Assigned task
For the word "TextMessage", return each line of the data in which it occurs.

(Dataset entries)
▼
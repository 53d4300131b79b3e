use async_trait::async_trait;

use crate::{
    domain::{ChatId, Format},
    Result,
};

/// Per-call delivery outcome.
#[derive(Clone, Debug, Default, PartialEq, Eq)]
pub struct DeliveryReport {
    pub delivered: Vec<ChatId>,
    pub failed: Vec<(ChatId, String)>,
}

impl DeliveryReport {
    pub fn is_complete(&self) -> bool {
        self.failed.is_empty()
    }
}

/// Pushes one message to a list of chats.
///
/// Implementations attempt every chat in order. `Err` means the call as a whole could not
/// run; individual chat failures are listed in the report instead.
#[async_trait]
pub trait DeliveryPort: Send + Sync {
    async fn deliver(&self, chat_ids: &[ChatId], text: &str, format: Format)
        -> Result<DeliveryReport>;
}
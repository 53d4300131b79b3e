use crate::domain::{ChatId, Format, UserId};

/// Inbound bot update, already stripped of messenger specifics.
#[derive(Clone, Debug)]
pub enum IncomingUpdate {
    Command(Command),
    Text(TextMessage),
}

impl IncomingUpdate {
    pub fn chat_id(&self) -> ChatId {
        match self {
            Self::Command(c) => c.chat_id,
            Self::Text(t) => t.chat_id,
        }
    }
}

#[derive(Clone, Debug)]
pub struct Command {
    pub chat_id: ChatId,
    pub user_id: UserId,
    pub username: Option<String>,
    /// Lowercased, without the leading `/` or `@botname` suffix.
    pub name: String,
    pub args: String,
}

#[derive(Clone, Debug)]
pub struct TextMessage {
    pub chat_id: ChatId,
    pub user_id: UserId,
    pub username: Option<String>,
    pub text: String,
}

/// Bot answer to an update.
#[derive(Clone, Debug, PartialEq, Eq)]
pub struct Reply {
    pub chat_id: ChatId,
    pub text: String,
    pub format: Format,
    /// Ask the client to open a reply field (used while a dialogue waits for input).
    pub force_reply: bool,
}

impl Reply {
    pub fn plain(chat_id: ChatId, text: impl Into<String>) -> Self {
        Self {
            chat_id,
            text: text.into(),
            format: Format::Unspecified,
            force_reply: false,
        }
    }

    pub fn html(chat_id: ChatId, text: impl Into<String>) -> Self {
        Self {
            format: Format::Html,
            ..Self::plain(chat_id, text)
        }
    }

    pub fn prompt(chat_id: ChatId, text: impl Into<String>) -> Self {
        Self {
            force_reply: true,
            ..Self::plain(chat_id, text)
        }
    }
}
▲
Task result
    Text(TextMessage),
pub struct TextMessage {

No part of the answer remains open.